▸ **WORK TO BE COMPLETED**: Each line of the material holding the word "false" must be identified and copied.

▸ **THE INPUT**:
........

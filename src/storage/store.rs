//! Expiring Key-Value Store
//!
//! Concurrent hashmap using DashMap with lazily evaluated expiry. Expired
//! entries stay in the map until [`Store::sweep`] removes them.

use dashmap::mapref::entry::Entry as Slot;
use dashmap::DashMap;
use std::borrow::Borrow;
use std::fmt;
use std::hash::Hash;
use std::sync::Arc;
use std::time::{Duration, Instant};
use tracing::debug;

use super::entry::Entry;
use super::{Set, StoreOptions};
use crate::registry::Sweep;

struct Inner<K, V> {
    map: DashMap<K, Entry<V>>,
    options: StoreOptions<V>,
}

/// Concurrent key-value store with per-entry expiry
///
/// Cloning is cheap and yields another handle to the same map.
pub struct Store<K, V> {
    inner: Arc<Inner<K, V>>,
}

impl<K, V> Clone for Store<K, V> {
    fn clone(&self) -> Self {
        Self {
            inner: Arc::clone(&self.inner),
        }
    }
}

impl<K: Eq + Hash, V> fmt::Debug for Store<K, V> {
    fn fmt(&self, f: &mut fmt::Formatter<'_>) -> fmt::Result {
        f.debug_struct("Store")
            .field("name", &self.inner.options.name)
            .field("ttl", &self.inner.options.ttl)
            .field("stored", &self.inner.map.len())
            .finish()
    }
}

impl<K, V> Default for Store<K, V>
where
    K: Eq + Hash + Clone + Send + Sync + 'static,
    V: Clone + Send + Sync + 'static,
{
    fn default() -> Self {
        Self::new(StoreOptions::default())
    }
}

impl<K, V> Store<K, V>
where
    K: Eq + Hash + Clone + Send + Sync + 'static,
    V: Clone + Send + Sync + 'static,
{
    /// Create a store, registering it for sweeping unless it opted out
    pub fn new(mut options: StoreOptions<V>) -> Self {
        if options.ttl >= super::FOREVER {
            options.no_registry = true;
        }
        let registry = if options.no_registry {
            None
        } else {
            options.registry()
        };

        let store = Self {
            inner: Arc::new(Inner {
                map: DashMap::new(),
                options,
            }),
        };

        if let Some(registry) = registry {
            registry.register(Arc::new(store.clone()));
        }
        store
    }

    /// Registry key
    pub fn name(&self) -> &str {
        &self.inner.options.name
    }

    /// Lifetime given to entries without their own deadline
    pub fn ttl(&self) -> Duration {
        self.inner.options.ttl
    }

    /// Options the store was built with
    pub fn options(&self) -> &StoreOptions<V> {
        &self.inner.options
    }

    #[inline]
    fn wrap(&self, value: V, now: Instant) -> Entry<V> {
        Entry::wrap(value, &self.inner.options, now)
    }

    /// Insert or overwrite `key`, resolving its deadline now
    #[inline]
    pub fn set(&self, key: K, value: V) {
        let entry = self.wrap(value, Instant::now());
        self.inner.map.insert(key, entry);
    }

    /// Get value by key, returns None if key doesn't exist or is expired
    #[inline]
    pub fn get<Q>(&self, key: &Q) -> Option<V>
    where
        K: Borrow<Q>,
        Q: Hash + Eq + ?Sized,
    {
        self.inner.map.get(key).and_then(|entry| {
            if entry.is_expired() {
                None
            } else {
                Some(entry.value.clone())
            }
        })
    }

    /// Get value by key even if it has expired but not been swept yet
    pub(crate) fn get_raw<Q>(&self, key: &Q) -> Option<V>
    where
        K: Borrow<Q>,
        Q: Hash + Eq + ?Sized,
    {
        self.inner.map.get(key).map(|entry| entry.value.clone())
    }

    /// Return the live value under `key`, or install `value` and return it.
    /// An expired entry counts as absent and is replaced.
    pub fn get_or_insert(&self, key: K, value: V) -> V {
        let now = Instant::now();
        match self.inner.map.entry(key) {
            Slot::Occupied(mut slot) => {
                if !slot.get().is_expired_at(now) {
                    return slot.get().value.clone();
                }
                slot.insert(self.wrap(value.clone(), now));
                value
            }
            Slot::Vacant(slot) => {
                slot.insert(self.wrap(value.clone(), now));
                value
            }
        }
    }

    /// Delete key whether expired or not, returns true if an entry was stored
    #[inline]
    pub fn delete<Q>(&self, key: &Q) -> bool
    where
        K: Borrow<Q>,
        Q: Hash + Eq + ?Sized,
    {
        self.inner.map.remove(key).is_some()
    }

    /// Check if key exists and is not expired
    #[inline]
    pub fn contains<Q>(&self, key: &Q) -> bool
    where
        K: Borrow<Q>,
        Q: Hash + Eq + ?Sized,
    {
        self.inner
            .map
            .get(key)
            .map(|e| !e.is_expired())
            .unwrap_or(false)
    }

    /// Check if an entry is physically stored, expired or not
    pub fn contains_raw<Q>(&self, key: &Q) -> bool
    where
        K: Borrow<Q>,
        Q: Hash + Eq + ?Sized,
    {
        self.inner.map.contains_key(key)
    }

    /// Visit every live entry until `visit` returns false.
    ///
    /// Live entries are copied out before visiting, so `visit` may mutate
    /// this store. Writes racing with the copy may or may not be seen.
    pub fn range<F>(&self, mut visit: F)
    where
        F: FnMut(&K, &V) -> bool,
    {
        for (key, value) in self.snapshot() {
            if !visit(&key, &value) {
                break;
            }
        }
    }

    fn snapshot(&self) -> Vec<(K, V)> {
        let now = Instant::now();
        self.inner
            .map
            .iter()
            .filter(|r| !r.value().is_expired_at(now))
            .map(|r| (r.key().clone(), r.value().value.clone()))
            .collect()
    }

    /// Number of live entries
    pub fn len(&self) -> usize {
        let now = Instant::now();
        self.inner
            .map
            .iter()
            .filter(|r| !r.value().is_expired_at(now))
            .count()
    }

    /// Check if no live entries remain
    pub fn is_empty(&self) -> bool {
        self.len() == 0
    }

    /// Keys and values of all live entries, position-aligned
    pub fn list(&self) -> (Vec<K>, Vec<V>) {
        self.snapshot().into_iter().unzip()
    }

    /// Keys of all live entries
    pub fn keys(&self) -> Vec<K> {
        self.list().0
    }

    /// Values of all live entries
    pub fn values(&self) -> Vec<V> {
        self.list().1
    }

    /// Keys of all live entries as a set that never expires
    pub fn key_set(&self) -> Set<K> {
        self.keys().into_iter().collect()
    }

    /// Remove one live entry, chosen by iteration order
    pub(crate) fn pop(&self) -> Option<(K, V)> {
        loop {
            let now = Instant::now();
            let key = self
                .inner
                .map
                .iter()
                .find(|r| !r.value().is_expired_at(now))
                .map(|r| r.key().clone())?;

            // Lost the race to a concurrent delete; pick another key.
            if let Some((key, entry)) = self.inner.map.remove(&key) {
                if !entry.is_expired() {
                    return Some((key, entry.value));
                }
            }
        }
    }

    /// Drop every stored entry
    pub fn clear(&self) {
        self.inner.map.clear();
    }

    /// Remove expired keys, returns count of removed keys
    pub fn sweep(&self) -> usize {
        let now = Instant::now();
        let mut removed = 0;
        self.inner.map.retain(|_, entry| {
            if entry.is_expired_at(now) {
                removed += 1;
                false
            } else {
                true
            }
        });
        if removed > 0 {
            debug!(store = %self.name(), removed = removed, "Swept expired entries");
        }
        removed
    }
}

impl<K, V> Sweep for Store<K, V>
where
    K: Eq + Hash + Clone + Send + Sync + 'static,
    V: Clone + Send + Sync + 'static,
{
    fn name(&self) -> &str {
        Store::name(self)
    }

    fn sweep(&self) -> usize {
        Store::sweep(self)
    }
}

........

▸ **TASK RESPONSE**:
            .unwrap_or(false)
    /// Visit every live entry until `visit` returns false.
                false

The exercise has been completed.